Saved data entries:
=== Section Start ===

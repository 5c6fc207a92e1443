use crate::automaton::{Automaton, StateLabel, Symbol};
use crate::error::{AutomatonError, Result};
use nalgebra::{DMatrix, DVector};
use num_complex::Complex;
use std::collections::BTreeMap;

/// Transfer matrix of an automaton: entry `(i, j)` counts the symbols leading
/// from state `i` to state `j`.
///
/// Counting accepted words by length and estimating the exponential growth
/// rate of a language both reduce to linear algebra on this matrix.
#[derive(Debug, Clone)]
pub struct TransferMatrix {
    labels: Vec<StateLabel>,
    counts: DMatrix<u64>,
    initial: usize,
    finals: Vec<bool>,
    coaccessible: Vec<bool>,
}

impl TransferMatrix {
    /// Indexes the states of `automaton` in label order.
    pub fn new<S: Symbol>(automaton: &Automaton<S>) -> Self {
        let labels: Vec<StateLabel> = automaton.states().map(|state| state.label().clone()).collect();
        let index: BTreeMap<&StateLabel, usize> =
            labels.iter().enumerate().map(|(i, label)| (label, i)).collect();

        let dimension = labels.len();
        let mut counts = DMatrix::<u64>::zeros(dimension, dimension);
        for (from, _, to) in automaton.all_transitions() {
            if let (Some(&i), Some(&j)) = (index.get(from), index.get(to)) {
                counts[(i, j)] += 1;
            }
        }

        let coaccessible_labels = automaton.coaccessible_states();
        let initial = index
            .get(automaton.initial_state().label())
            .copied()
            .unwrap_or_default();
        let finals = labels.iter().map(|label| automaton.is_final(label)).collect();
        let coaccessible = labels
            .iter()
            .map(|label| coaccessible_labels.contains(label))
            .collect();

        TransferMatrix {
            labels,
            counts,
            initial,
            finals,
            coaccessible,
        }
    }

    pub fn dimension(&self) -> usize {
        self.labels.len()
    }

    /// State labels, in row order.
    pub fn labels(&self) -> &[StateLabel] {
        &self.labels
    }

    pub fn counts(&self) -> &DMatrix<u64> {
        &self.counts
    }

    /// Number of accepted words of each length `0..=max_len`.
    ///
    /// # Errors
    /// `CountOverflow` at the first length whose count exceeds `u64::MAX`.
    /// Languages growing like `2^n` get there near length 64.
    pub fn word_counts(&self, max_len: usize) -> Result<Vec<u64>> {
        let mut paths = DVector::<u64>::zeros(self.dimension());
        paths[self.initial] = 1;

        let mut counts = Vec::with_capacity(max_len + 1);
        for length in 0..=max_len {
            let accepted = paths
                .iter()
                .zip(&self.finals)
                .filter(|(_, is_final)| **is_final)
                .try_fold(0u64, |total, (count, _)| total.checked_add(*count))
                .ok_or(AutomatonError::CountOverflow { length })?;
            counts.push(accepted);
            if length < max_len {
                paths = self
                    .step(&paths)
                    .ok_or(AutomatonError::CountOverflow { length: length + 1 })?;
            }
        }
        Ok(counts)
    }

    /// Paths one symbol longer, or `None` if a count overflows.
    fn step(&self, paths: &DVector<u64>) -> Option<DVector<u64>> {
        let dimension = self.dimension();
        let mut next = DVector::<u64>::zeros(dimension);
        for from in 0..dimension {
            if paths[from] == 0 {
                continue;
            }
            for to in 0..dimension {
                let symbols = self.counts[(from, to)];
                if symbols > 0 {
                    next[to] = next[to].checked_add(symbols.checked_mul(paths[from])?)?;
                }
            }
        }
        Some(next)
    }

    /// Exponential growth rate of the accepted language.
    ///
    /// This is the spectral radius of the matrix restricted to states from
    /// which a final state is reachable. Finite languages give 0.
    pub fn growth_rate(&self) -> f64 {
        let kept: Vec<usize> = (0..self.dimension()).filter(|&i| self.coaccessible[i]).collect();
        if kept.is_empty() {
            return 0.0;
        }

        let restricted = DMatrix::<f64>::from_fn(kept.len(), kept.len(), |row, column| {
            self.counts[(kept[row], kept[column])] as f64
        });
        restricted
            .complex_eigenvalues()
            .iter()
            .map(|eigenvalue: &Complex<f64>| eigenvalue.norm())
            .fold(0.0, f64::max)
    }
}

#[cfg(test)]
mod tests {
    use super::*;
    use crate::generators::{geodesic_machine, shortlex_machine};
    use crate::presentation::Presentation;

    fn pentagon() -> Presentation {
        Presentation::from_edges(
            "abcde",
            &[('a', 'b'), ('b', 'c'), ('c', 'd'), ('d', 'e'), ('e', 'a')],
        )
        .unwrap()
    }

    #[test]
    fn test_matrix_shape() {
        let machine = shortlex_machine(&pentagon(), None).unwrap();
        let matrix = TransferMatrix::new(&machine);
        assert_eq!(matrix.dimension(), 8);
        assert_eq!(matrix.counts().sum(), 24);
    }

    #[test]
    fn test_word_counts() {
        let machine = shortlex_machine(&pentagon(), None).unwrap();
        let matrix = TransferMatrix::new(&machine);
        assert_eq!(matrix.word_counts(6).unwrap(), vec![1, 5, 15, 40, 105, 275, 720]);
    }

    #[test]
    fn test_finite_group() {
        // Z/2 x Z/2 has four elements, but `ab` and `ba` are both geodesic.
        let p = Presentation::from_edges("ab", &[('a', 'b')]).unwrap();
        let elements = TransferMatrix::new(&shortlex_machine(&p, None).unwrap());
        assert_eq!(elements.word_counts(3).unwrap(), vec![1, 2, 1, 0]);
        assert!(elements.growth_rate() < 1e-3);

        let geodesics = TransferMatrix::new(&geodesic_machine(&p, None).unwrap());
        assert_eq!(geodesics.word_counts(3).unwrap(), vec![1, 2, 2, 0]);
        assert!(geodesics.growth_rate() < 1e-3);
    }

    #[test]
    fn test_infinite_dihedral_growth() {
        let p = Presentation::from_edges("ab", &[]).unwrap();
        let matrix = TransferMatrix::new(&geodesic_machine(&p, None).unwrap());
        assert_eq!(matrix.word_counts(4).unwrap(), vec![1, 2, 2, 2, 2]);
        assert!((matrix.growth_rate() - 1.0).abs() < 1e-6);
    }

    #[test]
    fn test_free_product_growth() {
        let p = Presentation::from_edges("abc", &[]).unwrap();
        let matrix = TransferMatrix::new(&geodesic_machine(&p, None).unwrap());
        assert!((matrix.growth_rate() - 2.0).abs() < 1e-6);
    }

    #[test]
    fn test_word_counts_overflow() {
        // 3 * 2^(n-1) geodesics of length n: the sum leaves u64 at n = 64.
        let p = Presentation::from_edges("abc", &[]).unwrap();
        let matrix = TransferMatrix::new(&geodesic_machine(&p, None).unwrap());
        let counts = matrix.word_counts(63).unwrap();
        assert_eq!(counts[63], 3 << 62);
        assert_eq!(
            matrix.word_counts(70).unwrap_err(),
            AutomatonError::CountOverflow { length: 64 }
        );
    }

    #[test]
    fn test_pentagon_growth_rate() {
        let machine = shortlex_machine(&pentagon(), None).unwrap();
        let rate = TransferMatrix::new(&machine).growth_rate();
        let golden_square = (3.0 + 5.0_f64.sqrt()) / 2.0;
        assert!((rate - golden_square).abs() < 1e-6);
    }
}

=== Section End ===

Looking at the data above, state how many of its lines contain the word "StateLabel", and give nothing but that number.

Exercise result: 5